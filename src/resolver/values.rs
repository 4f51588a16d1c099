//! Type-directed literal resolution.

use chrono::NaiveDate;

use crate::ast::{Literal, NumberValue, ResolvedValue, SpecialToken};
use crate::error::ResolveError;
use crate::schema::{CardReference, PropertyDefinition, PropertyKind, SchemaLookup, UserId};

/// Accepted date spellings, tried in order.
const DATE_FORMATS: &[&str] = &["%Y-%m-%d", "%d %b %Y", "%d %B %Y", "%Y/%m/%d"];

pub fn parse_date(text: &str) -> Option<NaiveDate> {
    let text = text.trim();
    DATE_FORMATS
        .iter()
        .find_map(|fmt| NaiveDate::parse_from_str(text, fmt).ok())
}

/// Convert a value stored as text (a card's property value, say) into a
/// resolved value of `property`'s kind. Empty text is `Null`.
pub fn resolve_stored_value(
    schema: &dyn SchemaLookup,
    property: &PropertyDefinition,
    text: &str,
) -> Result<ResolvedValue, ResolveError> {
    if text.trim().is_empty() {
        return Ok(ResolvedValue::Null);
    }
    terminal(schema, property, Literal::text(text))
}

pub(super) fn resolve_literal(
    schema: &dyn SchemaLookup,
    property: &PropertyDefinition,
    literal: Literal,
) -> Result<ResolvedValue, ResolveError> {
    match literal {
        Literal::Null => Ok(ResolvedValue::Null),
        Literal::Variable { name, target } => variable(schema, property, name, target),
        other => terminal(schema, property, other),
    }
}

fn invalid(
    property: &PropertyDefinition,
    value: impl Into<String>,
    reason: impl Into<String>,
) -> ResolveError {
    ResolveError::InvalidValue {
        property: property.name.clone(),
        value: value.into(),
        reason: reason.into(),
    }
}

fn unknown(property: &PropertyDefinition, value: &str) -> ResolveError {
    ResolveError::UnknownValue {
        property: property.name.clone(),
        value: value.to_string(),
    }
}

fn terminal(
    schema: &dyn SchemaLookup,
    property: &PropertyDefinition,
    literal: Literal,
) -> Result<ResolvedValue, ResolveError> {
    match (&property.kind, literal) {
        (PropertyKind::Date, Literal::Today) => Ok(ResolvedValue::Special(SpecialToken::Today)),
        (_, Literal::Today) => Err(invalid(property, "TODAY", "only date properties accept TODAY")),

        (PropertyKind::User, Literal::CurrentUser) => {
            Ok(ResolvedValue::Special(SpecialToken::CurrentUser))
        }
        (_, Literal::CurrentUser) => Err(invalid(
            property,
            "CURRENT USER",
            "only user properties accept CURRENT USER",
        )),

        (PropertyKind::CardRelationship { .. }, Literal::CardNumber(n)) => {
            card(schema, property, CardReference::Number(n))
        }
        (_, Literal::CardNumber(n)) => Err(invalid(
            property,
            format!("NUMBER {}", n),
            "only card relationship properties accept NUMBER",
        )),

        (kind, literal) => {
            let text = match literal.as_text() {
                Some(t) => t.to_string(),
                None => return Err(invalid(property, literal.to_string(), "unexpected literal")),
            };
            text_value(schema, property, kind, &text)
        }
    }
}

fn text_value(
    schema: &dyn SchemaLookup,
    property: &PropertyDefinition,
    kind: &PropertyKind,
    text: &str,
) -> Result<ResolvedValue, ResolveError> {
    match kind {
        PropertyKind::Enumerated { numeric: false } => {
            if let Some(pos) = property.position_of(text) {
                return Ok(ResolvedValue::Text(property.values[pos].value.clone()));
            }
            // `1` against a managed text value stored as `1.0`.
            let number = NumberValue::parse(text).ok_or_else(|| unknown(property, text))?;
            property
                .values
                .iter()
                .find(|v| NumberValue::parse(&v.value).as_ref() == Some(&number))
                .map(|v| ResolvedValue::Text(v.value.clone()))
                .ok_or_else(|| unknown(property, text))
        }
        PropertyKind::Enumerated { numeric: true } => {
            let number = NumberValue::parse(text).ok_or_else(|| unknown(property, text))?;
            let known = property
                .values
                .iter()
                .any(|v| NumberValue::parse(&v.value).as_ref() == Some(&number));
            if known {
                Ok(ResolvedValue::Number(number))
            } else {
                Err(unknown(property, text))
            }
        }
        PropertyKind::Text => Ok(ResolvedValue::Text(text.to_string())),
        PropertyKind::Numeric | PropertyKind::Formula | PropertyKind::Aggregate { .. } => {
            NumberValue::parse(text)
                .map(ResolvedValue::Number)
                .ok_or_else(|| invalid(property, text, "expected a number"))
        }
        PropertyKind::Date => parse_date(text)
            .map(ResolvedValue::Date)
            .ok_or_else(|| invalid(property, text, "expected a date such as 2024-03-01")),
        PropertyKind::User => property
            .values
            .iter()
            .find(|v| v.answers_to(text))
            .map(|v| ResolvedValue::User {
                id: UserId(v.id),
                login: v.value.clone(),
            })
            .ok_or_else(|| unknown(property, text)),
        PropertyKind::CardRelationship { .. } => {
            let reference = match text.trim().parse::<i64>() {
                Ok(n) => CardReference::Number(n),
                Err(_) => CardReference::Display(text.to_string()),
            };
            card(schema, property, reference)
        }
    }
}

fn card(
    schema: &dyn SchemaLookup,
    property: &PropertyDefinition,
    reference: CardReference,
) -> Result<ResolvedValue, ResolveError> {
    match schema.resolve_card_reference(&reference) {
        Some(id) => Ok(ResolvedValue::Card { id, reference }),
        None => Err(ResolveError::UnknownCardReference {
            property: property.name.clone(),
            reference: reference.to_string(),
        }),
    }
}

fn variable(
    schema: &dyn SchemaLookup,
    property: &PropertyDefinition,
    name: String,
    target: Option<String>,
) -> Result<ResolvedValue, ResolveError> {
    let stored = schema
        .resolve_project_variable(&name)
        .ok_or_else(|| ResolveError::UnknownVariable { name: name.clone() })?;

    let value = match &target {
        None => stored,
        Some(target_name) => {
            let card = match stored.terminal() {
                ResolvedValue::Card { id, .. } => *id,
                _ => {
                    return Err(invalid(
                        property,
                        format!("({} - {})", name, target_name),
                        format!("project variable '{}' does not hold a card", name),
                    ));
                }
            };
            let target_property = schema.find_property(target_name).ok_or_else(|| {
                ResolveError::UnknownVariable {
                    name: format!("{} - {}", name, target_name),
                }
            })?;
            schema
                .card_property_value(card, &target_property)
                .unwrap_or(ResolvedValue::Null)
        }
    };

    if !fits(&property.kind, value.terminal()) {
        return Err(invalid(
            property,
            format!("({})", name),
            format!("project variable does not hold a {} value", property.kind.describe()),
        ));
    }
    in_value_list(schema, property, value.terminal())?;

    Ok(ResolvedValue::PlvIndirection {
        name,
        target,
        value: Box::new(value),
    })
}

/// A variable standing in for a managed or user value must hold one of the
/// property's known values.
fn in_value_list(
    schema: &dyn SchemaLookup,
    property: &PropertyDefinition,
    value: &ResolvedValue,
) -> Result<(), ResolveError> {
    match (&property.kind, value) {
        (PropertyKind::Enumerated { .. }, ResolvedValue::Text(text)) => {
            text_value(schema, property, &property.kind, text).map(|_| ())
        }
        (PropertyKind::Enumerated { .. }, ResolvedValue::Number(number)) => {
            text_value(schema, property, &property.kind, &number.display).map(|_| ())
        }
        (PropertyKind::User, ResolvedValue::User { id, login }) => {
            let known = property
                .values
                .iter()
                .any(|v| v.id == id.0 || v.answers_to(login));
            if known {
                Ok(())
            } else {
                Err(unknown(property, login))
            }
        }
        _ => Ok(()),
    }
}

/// Whether a variable's value can stand in for a literal of `kind`.
fn fits(kind: &PropertyKind, value: &ResolvedValue) -> bool {
    match value {
        ResolvedValue::Null => true,
        ResolvedValue::Number(_) => {
            kind.is_numeric()
                || matches!(kind, PropertyKind::Text | PropertyKind::Enumerated { .. })
        }
        ResolvedValue::Text(_) => matches!(
            kind,
            PropertyKind::Text | PropertyKind::Enumerated { numeric: false }
        ),
        ResolvedValue::Date(_) | ResolvedValue::Special(SpecialToken::Today) => {
            matches!(kind, PropertyKind::Date)
        }
        ResolvedValue::User { .. } | ResolvedValue::Special(SpecialToken::CurrentUser) => {
            matches!(kind, PropertyKind::User)
        }
        ResolvedValue::Card { .. } => matches!(kind, PropertyKind::CardRelationship { .. }),
        ResolvedValue::PlvIndirection { value, .. } => fits(kind, value),
    }
}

▶ **TASK DETAILS**: Determine how many lines in the listing above hold the word "UserId", and reply with that number only.

▶ **EXPECTED OUTPUT**: 2